'''
//! Per-run counters returned by the relay stage

use serde::Serialize;

/// What happened to one inbound message
#[derive(Debug, Clone, Copy, PartialEq, Eq)]
pub enum MessageOutcome {
    /// Transformed and handed to the broker
    Relayed,
    /// Not for this stage (topic mismatch or skipped retained message)
    Skipped,
    /// Transform rejected the payload
    DecodeFailed,
    /// Publish failed; the message is gone
    Dropped,
}

/// Counters for one `RelayStage::run`
#[derive(Debug, Clone, Default, PartialEq, Eq, Serialize)]
pub struct RelayStats {
    pub received: u64,
    pub published: u64,
    pub skipped: u64,
    pub decode_failures: u64,
    pub publish_failures: u64,
    pub connection_attempts: u64,
    pub connection_failures: u64,
    pub sessions_established: u64,
    /// Established sessions that were lost
    pub reconnects: u64,
}

impl RelayStats {
    pub fn record(&mut self, outcome: MessageOutcome) {
        self.received += 1;
        match outcome {
            MessageOutcome::Relayed => self.published += 1,
            MessageOutcome::Skipped => self.skipped += 1,
            MessageOutcome::DecodeFailed => self.decode_failures += 1,
            MessageOutcome::Dropped => self.publish_failures += 1,
        }
    }

    /// Every received message is accounted for exactly once
    pub fn is_balanced(&self) -> bool {
        self.received
            == self.published + self.skipped + self.decode_failures + self.publish_failures
    }
}

#[cfg(test)]
mod tests {
    use super::*;

    #[test]
    fn test_record_outcomes() {
        let mut stats = RelayStats::default();
        stats.record(MessageOutcome::Relayed);
        stats.record(MessageOutcome::Relayed);
        stats.record(MessageOutcome::Skipped);
        stats.record(MessageOutcome::DecodeFailed);
        stats.record(MessageOutcome::Dropped);

        assert_eq!(stats.received, 5);
        assert_eq!(stats.published, 2);
        assert_eq!(stats.skipped, 1);
        assert_eq!(stats.decode_failures, 1);
        assert_eq!(stats.publish_failures, 1);
        assert!(stats.is_balanced());
    }

    #[test]
    fn test_stats_serialize() {
        let json = serde_json::to_value(RelayStats::default()).unwrap();
        assert_eq!(json["received"], 0);
        assert_eq!(json["reconnects"], 0);
    }
}
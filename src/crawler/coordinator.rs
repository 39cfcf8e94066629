//! Crawler coordinator - main crawl orchestration logic
//!
//! This module contains the month-by-month crawl loop, including:
//! - Stepping through the requested range one calendar month at a time
//! - Fetching and parsing each month's listing page
//! - Enriching and storing candidates one at a time
//! - Reporting progress after every logical step
//!
//! Errors are contained at month or entry granularity; a crawl always runs
//! to completion.

use crate::config::{Config, SiteConfig};
use crate::crawler::enricher::Enricher;
use crate::crawler::fetcher::Fetcher;
use crate::crawler::parser::MonthParser;
use crate::crawler::progress::{CrawlProgress, ProgressSink};
use crate::event::EventRecord;
use crate::site::{base_url, month_url};
use crate::state::CrawlTally;
use crate::storage::{lock, InsertOutcome, SharedStorage, Storage, StorageResult};
use crate::CalendarError;
use chrono::{Datelike, Months, NaiveDate};
use std::sync::Arc;

/// Outcome of a finished crawl
#[derive(Debug, Clone, PartialEq, Eq)]
pub struct CrawlSummary {
    /// Months whose listing was attempted
    pub months_visited: u32,

    /// Genuinely new entries stored
    pub total_entries: u64,

    /// Labels of months whose listing could not be fetched
    pub failed_months: Vec<String>,
}

/// Returns the first day of every calendar month touched by `start..=end`
///
/// Steps by calendar month, so a range spanning any part of N months yields
/// exactly N dates. An inverted range yields nothing.
///
/// # Examples
///
/// ```
/// use chrono::NaiveDate;
/// use civic_calendar::crawler::month_starts;
///
/// let start = NaiveDate::from_ymd_opt(2025, 9, 15).unwrap();
/// let end = NaiveDate::from_ymd_opt(2025, 10, 2).unwrap();
/// assert_eq!(month_starts(start, end).len(), 2);
/// ```
pub fn month_starts(start: NaiveDate, end: NaiveDate) -> Vec<NaiveDate> {
    let mut months = Vec::new();
    let mut current = start.with_day(1);

    while let Some(month) = current {
        if month > end {
            break;
        }
        months.push(month);
        current = month.checked_add_months(Months::new(1));
    }

    months
}

/// Label shown in progress updates, e.g. "September 2025"
pub fn month_label(month_start: NaiveDate) -> String {
    month_start.format("%B %Y").to_string()
}

/// Main crawler coordinator structure
///
/// Holds no per-crawl state; every call to [`Coordinator::run`] keeps its own
/// tally, so one coordinator can serve several crawls.
pub struct Coordinator<S: Storage> {
    site: SiteConfig,
    fetcher: Arc<Fetcher>,
    parser: MonthParser,
    enricher: Enricher,
    storage: SharedStorage<S>,
}

impl<S: Storage> Coordinator<S> {
    /// Creates a new coordinator instance
    ///
    /// # Arguments
    ///
    /// * `config` - The crawler configuration
    /// * `storage` - Backend receiving the crawled entries
    ///
    /// # Returns
    ///
    /// * `Ok(Coordinator)` - Successfully created coordinator
    /// * `Err(CalendarError)` - Bad site URL or HTTP client setup failure
    pub fn new(config: &Config, storage: SharedStorage<S>) -> Result<Self, CalendarError> {
        let fetcher = Fetcher::new(&config.fetcher)?;
        let parser = MonthParser::new(base_url(&config.site)?);
        Ok(Self::from_parts(
            config.site.clone(),
            fetcher,
            parser,
            storage,
        ))
    }

    /// Assembles a coordinator from prebuilt components
    pub fn from_parts(
        site: SiteConfig,
        fetcher: Fetcher,
        parser: MonthParser,
        storage: SharedStorage<S>,
    ) -> Self {
        let fetcher = Arc::new(fetcher);
        Self {
            site,
            enricher: Enricher::new(Arc::clone(&fetcher)),
            fetcher,
            parser,
            storage,
        }
    }

    /// Crawls every month touched by `start..=end`
    ///
    /// Progress goes to `progress`: once at each month start, once per newly
    /// stored entry, once with an error when a month's listing fails, and
    /// exactly once at the end with the completion flag set.
    pub async fn run(
        &self,
        start: NaiveDate,
        end: NaiveDate,
        progress: &dyn ProgressSink,
    ) -> CrawlSummary {
        let mut tally = CrawlTally::new();

        tracing::info!("Starting crawl from {} to {}", start, end);

        if let Err(e) = self.init_storage() {
            tracing::error!("Failed to initialize storage: {}", e);
            progress.report(&CrawlProgress::failed(
                month_label(start),
                0,
                0,
                format!("Failed to initialize storage: {}", e),
            ));
        }

        for month_start in month_starts(start, end) {
            if let Err(e) = tally.begin_month(month_start) {
                tracing::error!("Skipping {}: {}", month_start, e);
                continue;
            }

            let label = month_label(month_start);
            progress.report(&CrawlProgress::month(&label, tally.total_entries(), 0));

            let candidates = match self.month_candidates(month_start).await {
                Ok(candidates) => candidates,
                Err(e) => {
                    tracing::error!("Error scraping month {}: {}", label, e);
                    progress.report(&CrawlProgress::failed(
                        &label,
                        tally.total_entries(),
                        0,
                        format!("Error scraping {}: {}", label, e),
                    ));
                    tally.record_month_failure(label);
                    continue;
                }
            };

            for candidate in candidates {
                let record = self.enricher.enrich(candidate).await;

                match self.store(&record) {
                    Ok(InsertOutcome::Inserted(id)) => {
                        tracing::debug!("Stored entry {}: {} on {}", id, record.title, record.date);
                        tally.record_new_entry();
                        progress.report(&CrawlProgress::month(
                            &label,
                            tally.total_entries(),
                            tally.month_entries(),
                        ));
                    }
                    Ok(InsertOutcome::Duplicate(id)) => {
                        tracing::debug!(
                            "Entry already stored as {}: {} on {}",
                            id,
                            record.title,
                            record.date
                        );
                    }
                    Err(e) => {
                        tracing::error!("Error inserting event {}: {}", record.source_url, e);
                    }
                }
            }
        }

        if let Err(e) = tally.finish() {
            tracing::error!("Failed to complete crawl state: {}", e);
        }
        progress.report(&CrawlProgress::complete(tally.total_entries()));

        tracing::info!(
            "Scraping complete. Total entries: {} ({} months, {} failed)",
            tally.total_entries(),
            tally.months_visited(),
            tally.failed_months().len()
        );

        CrawlSummary {
            months_visited: tally.months_visited(),
            total_entries: tally.total_entries(),
            failed_months: tally.failed_months().to_vec(),
        }
    }

    /// Fetches and parses one month's listing page
    async fn month_candidates(
        &self,
        month_start: NaiveDate,
    ) -> Result<Vec<EventRecord>, CalendarError> {
        let (year, month) = (month_start.year(), month_start.month());
        let url = month_url(&self.site, year, month)?;

        tracing::debug!("Fetching listing for {}-{:02}: {}", year, month, url);
        let html = self.fetcher.fetch_page(url.as_str()).await?;

        Ok(self.parser.parse_month(&html, year, month))
    }

    fn init_storage(&self) -> StorageResult<()> {
        lock(&self.storage)?.init()
    }

    fn store(&self, record: &EventRecord) -> StorageResult<InsertOutcome> {
        lock(&self.storage)?.insert_entry(record)
    }
}

#[cfg(test)]
mod tests {
    use super::*;

    fn date(y: i32, m: u32, d: u32) -> NaiveDate {
        NaiveDate::from_ymd_opt(y, m, d).unwrap()
    }

    #[test]
    fn test_single_month() {
        let months = month_starts(date(2025, 9, 1), date(2025, 9, 30));
        assert_eq!(months, vec![date(2025, 9, 1)]);
    }

    #[test]
    fn test_partial_months_each_counted_once() {
        let months = month_starts(date(2025, 9, 1), date(2025, 10, 15));
        assert_eq!(months, vec![date(2025, 9, 1), date(2025, 10, 1)]);

        let months = month_starts(date(2025, 9, 30), date(2025, 10, 1));
        assert_eq!(months.len(), 2);
    }

    #[test]
    fn test_year_boundary() {
        let months = month_starts(date(2025, 11, 20), date(2026, 2, 3));
        assert_eq!(
            months,
            vec![
                date(2025, 11, 1),
                date(2025, 12, 1),
                date(2026, 1, 1),
                date(2026, 2, 1)
            ]
        );
    }

    #[test]
    fn test_month_end_start_does_not_skip() {
        // Stepping from Jan 31 by days would land in March
        let months = month_starts(date(2025, 1, 31), date(2025, 3, 1));
        assert_eq!(months.len(), 3);
        assert_eq!(months[1], date(2025, 2, 1));
    }

    #[test]
    fn test_inverted_range_is_empty() {
        assert!(month_starts(date(2025, 10, 1), date(2025, 9, 1)).is_empty());
    }

    #[test]
    fn test_month_label() {
        assert_eq!(month_label(date(2025, 9, 14)), "September 2025");
    }
}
'''
● What is required
Pull every line that holds the string "state" out of the records.

● Answer box
use crate::state::CrawlTally;
/// Holds no per-crawl state; every call to [`Coordinator::run`] keeps its own
            tracing::error!("Failed to complete crawl state: {}", e);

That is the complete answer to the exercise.